**WORK REQUEST:**
Extract every line of the material that holds the string "SyncEngine".

**INPUT FOR THIS TASK:**
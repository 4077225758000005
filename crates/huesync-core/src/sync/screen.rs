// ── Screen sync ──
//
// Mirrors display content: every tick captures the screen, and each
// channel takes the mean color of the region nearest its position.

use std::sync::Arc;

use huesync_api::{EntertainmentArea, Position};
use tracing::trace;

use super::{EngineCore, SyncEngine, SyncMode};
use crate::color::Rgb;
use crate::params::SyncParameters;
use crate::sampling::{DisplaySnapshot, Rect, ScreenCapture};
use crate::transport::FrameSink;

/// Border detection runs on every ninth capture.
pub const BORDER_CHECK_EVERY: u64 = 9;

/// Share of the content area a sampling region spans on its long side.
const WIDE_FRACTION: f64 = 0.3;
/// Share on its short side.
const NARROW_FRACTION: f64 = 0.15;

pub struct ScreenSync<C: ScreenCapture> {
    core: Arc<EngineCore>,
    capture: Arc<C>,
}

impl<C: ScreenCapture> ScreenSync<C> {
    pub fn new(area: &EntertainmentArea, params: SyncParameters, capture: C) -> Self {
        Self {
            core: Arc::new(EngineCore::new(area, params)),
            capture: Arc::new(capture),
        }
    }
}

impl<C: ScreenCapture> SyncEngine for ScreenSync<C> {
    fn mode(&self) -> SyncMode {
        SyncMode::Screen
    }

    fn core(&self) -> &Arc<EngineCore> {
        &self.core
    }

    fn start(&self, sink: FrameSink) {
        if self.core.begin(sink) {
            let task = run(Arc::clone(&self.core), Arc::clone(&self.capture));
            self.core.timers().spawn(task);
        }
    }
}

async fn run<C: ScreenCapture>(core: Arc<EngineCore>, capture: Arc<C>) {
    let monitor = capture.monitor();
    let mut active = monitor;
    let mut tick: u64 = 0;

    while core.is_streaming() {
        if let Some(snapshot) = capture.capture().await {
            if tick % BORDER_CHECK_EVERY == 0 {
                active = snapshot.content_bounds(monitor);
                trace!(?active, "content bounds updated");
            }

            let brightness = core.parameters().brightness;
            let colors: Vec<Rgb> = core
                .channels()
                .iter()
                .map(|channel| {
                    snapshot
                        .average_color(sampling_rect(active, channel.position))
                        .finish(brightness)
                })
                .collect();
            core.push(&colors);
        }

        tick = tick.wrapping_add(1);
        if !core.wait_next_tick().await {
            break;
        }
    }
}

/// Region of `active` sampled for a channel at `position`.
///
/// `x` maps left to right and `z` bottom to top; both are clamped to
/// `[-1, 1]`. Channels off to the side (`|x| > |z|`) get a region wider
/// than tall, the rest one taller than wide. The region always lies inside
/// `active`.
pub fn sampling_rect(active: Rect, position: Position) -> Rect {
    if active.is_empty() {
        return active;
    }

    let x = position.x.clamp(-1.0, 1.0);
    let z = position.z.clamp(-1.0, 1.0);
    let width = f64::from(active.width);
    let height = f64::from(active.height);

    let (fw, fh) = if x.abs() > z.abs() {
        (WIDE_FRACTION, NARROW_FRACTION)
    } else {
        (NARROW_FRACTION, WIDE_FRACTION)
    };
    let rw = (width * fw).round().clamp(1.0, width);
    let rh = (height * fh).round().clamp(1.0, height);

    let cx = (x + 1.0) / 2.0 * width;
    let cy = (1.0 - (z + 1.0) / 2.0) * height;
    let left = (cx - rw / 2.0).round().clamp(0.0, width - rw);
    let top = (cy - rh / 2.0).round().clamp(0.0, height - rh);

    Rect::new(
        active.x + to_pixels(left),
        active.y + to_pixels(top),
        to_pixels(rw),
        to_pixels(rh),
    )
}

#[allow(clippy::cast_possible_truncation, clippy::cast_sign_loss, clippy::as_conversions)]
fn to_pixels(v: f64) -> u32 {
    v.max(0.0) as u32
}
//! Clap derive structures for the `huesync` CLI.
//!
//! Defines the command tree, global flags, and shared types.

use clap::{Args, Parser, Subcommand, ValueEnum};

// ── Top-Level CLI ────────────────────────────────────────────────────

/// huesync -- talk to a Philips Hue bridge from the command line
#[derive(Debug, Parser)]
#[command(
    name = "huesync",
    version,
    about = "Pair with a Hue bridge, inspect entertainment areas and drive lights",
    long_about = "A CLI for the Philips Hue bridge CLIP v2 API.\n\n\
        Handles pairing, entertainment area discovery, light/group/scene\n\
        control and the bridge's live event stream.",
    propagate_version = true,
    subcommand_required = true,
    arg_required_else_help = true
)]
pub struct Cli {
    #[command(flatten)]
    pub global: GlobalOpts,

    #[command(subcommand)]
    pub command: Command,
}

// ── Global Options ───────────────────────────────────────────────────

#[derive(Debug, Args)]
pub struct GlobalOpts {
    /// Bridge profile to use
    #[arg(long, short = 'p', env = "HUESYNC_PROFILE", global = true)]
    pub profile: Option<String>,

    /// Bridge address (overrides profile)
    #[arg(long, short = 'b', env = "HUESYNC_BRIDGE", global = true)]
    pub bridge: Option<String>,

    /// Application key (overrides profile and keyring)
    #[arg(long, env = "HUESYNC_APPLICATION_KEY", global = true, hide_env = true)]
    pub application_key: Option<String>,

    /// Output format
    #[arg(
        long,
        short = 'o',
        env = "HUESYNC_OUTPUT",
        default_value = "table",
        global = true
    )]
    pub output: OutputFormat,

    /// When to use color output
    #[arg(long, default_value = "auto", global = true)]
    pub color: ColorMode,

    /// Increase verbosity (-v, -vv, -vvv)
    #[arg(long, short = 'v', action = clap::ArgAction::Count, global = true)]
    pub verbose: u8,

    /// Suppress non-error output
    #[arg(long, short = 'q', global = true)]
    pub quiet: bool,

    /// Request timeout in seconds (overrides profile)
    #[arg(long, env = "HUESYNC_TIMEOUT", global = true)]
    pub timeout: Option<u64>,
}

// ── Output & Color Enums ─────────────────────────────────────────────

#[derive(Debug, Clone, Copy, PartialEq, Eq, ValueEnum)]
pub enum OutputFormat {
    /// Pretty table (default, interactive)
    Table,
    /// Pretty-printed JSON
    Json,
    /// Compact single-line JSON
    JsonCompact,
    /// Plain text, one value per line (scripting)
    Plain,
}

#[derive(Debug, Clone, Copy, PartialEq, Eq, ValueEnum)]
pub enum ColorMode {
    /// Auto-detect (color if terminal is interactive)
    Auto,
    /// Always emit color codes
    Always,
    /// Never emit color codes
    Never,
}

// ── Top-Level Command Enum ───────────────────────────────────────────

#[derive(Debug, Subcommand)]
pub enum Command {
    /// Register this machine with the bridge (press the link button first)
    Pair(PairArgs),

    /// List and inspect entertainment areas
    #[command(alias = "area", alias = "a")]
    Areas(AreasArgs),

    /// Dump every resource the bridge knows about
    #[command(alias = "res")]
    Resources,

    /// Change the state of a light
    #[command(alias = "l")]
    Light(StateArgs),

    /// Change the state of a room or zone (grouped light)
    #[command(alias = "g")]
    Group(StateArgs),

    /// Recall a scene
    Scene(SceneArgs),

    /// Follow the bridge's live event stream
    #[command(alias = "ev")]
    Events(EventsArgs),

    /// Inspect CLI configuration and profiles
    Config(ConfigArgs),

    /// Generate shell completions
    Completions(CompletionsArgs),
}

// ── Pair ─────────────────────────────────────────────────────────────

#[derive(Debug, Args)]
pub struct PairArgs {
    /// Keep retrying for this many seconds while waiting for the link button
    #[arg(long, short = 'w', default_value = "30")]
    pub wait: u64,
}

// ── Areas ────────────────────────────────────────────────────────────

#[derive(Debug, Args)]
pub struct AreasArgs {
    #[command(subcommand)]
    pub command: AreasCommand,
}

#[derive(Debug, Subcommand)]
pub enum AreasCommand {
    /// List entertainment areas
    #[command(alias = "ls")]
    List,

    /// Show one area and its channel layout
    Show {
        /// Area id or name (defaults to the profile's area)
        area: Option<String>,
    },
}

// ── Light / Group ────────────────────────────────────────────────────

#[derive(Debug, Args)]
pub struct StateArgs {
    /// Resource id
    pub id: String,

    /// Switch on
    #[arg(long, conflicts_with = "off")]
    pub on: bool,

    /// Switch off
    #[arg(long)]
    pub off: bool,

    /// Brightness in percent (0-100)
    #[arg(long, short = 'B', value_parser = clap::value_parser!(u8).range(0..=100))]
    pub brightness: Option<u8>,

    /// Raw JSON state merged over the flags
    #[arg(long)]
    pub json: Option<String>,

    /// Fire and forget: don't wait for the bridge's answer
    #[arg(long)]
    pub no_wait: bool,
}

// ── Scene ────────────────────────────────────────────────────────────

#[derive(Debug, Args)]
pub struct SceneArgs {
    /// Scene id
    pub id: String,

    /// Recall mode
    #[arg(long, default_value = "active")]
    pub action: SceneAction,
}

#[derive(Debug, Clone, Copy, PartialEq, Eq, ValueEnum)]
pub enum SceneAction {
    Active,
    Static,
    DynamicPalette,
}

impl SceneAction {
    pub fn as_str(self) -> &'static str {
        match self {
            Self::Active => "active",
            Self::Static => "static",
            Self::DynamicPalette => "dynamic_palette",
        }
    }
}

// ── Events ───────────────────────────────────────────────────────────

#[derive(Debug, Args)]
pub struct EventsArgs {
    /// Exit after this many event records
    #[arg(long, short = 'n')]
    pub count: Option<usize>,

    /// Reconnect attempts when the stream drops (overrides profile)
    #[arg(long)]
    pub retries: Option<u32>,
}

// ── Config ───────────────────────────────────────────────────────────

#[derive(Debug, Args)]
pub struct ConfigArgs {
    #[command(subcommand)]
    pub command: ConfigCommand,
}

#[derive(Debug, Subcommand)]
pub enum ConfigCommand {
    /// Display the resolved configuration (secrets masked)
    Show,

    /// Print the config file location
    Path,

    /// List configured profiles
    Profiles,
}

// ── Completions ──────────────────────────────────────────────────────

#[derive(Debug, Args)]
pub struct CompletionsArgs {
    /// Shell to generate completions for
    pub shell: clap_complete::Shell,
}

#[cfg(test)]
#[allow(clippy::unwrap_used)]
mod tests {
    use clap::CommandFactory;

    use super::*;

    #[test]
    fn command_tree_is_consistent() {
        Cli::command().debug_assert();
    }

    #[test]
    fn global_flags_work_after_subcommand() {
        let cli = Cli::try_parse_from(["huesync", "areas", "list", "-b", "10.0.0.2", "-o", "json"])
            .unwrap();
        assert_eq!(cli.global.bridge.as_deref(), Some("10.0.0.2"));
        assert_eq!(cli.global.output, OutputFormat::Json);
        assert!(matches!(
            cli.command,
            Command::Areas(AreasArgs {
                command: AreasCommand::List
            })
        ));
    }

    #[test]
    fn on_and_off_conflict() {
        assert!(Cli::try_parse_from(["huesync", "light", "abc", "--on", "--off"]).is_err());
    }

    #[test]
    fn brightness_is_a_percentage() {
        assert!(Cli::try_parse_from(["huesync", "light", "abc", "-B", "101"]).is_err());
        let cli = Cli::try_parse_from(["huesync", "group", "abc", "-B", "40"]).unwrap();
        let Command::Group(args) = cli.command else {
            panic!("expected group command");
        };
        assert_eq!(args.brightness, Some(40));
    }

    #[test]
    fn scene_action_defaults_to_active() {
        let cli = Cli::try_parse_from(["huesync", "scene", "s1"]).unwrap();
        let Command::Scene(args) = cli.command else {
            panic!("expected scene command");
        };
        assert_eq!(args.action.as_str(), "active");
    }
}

**FINISHED EXERCISE:**
use super::{EngineCore, SyncEngine, SyncMode};
impl<C: ScreenCapture> SyncEngine for ScreenSync<C> {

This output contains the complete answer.